ASSIGNMENT.
From the first line to the last, transcribe the data exactly.

■ ■ ■ ■

use crate::model::*;

use super::EngineError;

/// A bookable span: non-empty, inside one day, on slot boundaries.
pub(crate) fn validate_span(span: &Span) -> Result<(), EngineError> {
    if span.start >= span.end {
        return Err(EngineError::InvalidArgument("span start must be before end"));
    }
    if span.end > MINUTES_PER_DAY {
        return Err(EngineError::InvalidArgument("span ends after midnight"));
    }
    if !span.is_slot_aligned() {
        return Err(EngineError::Misaligned(*span));
    }
    Ok(())
}

/// Slot starts must be aligned and leave room for a whole slot before midnight.
pub(crate) fn validate_slot_start(slot_start: Minute) -> Result<Span, EngineError> {
    if slot_start % SLOT_MINUTES != 0 {
        return Err(EngineError::Misaligned(Span {
            start: slot_start,
            end: slot_start.saturating_add(SLOT_MINUTES),
        }));
    }
    if slot_start >= MINUTES_PER_DAY {
        return Err(EngineError::InvalidArgument("slot starts after midnight"));
    }
    Ok(Span::slot(slot_start))
}

/// Half-open overlap test against every Active reservation of the day.
pub(crate) fn check_no_conflict(day: &DayState, span: &Span) -> Result<(), EngineError> {
    if let Some(existing) = day.overlapping(span).next() {
        return Err(EngineError::Conflict(existing.id));
    }
    Ok(())
}

pub(crate) fn validate_owner(owner_id: &str) -> Result<(), EngineError> {
    use crate::limits::MAX_OWNER_ID_LEN;
    if owner_id.is_empty() {
        return Err(EngineError::InvalidArgument("owner id is empty"));
    }
    if owner_id.len() > MAX_OWNER_ID_LEN {
        return Err(EngineError::LimitExceeded("owner id too long"));
    }
    Ok(())
}

pub(crate) fn validate_resource_code(code: &str) -> Result<(), EngineError> {
    use crate::limits::MAX_RESOURCE_CODE_LEN;
    if code.is_empty() {
        return Err(EngineError::InvalidArgument("resource code is empty"));
    }
    if code.len() > MAX_RESOURCE_CODE_LEN {
        return Err(EngineError::LimitExceeded("resource code too long"));
    }
    Ok(())
}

■ ■ ■ ■

REPLY.
use crate::model::*;

use super::EngineError;

/// A bookable span: non-empty, inside one day, on slot boundaries.
pub(crate) fn validate_span(span: &Span) -> Result<(), EngineError> {
    if span.start >= span.end {
        return Err(EngineError::InvalidArgument("span start must be before end"));
    }
    if span.end > MINUTES_PER_DAY {
        return Err(EngineError::InvalidArgument("span ends after midnight"));
    }
    if !span.is_slot_aligned() {
        return Err(EngineError::Misaligned(*span));
    }
    Ok(())
}

/// Slot starts must be aligned and leave room for a whole slot before midnight.
pub(crate) fn validate_slot_start(slot_start: Minute) -> Result<Span, EngineError> {
    if slot_start % SLOT_MINUTES != 0 {
        return Err(EngineError::Misaligned(Span {
            start: slot_start,
            end: slot_start.saturating_add(SLOT_MINUTES),
        }));
    }
    if slot_start >= MINUTES_PER_DAY {
        return Err(EngineError::InvalidArgument("slot starts after midnight"));
    }
    Ok(Span::slot(slot_start))
}

/// Half-open overlap test against every Active reservation of the day.
pub(crate) fn check_no_conflict(day: &DayState, span: &Span) -> Result<(), EngineError> {
    if let Some(existing) = day.overlapping(span).next() {
        return Err(EngineError::Conflict(existing.id));
    }
    Ok(())
}

pub(crate) fn validate_owner(owner_id: &str) -> Result<(), EngineError> {
    use crate::limits::MAX_OWNER_ID_LEN;
    if owner_id.is_empty() {
        return Err(EngineError::InvalidArgument("owner id is empty"));
    }
    if owner_id.len() > MAX_OWNER_ID_LEN {
        return Err(EngineError::LimitExceeded("owner id too long"));
    }
    Ok(())
}

pub(crate) fn validate_resource_code(code: &str) -> Result<(), EngineError> {
    use crate::limits::MAX_RESOURCE_CODE_LEN;
    if code.is_empty() {
        return Err(EngineError::InvalidArgument("resource code is empty"));
    }
    if code.len() > MAX_RESOURCE_CODE_LEN {
        return Err(EngineError::LimitExceeded("resource code too long"));
    }
    Ok(())
}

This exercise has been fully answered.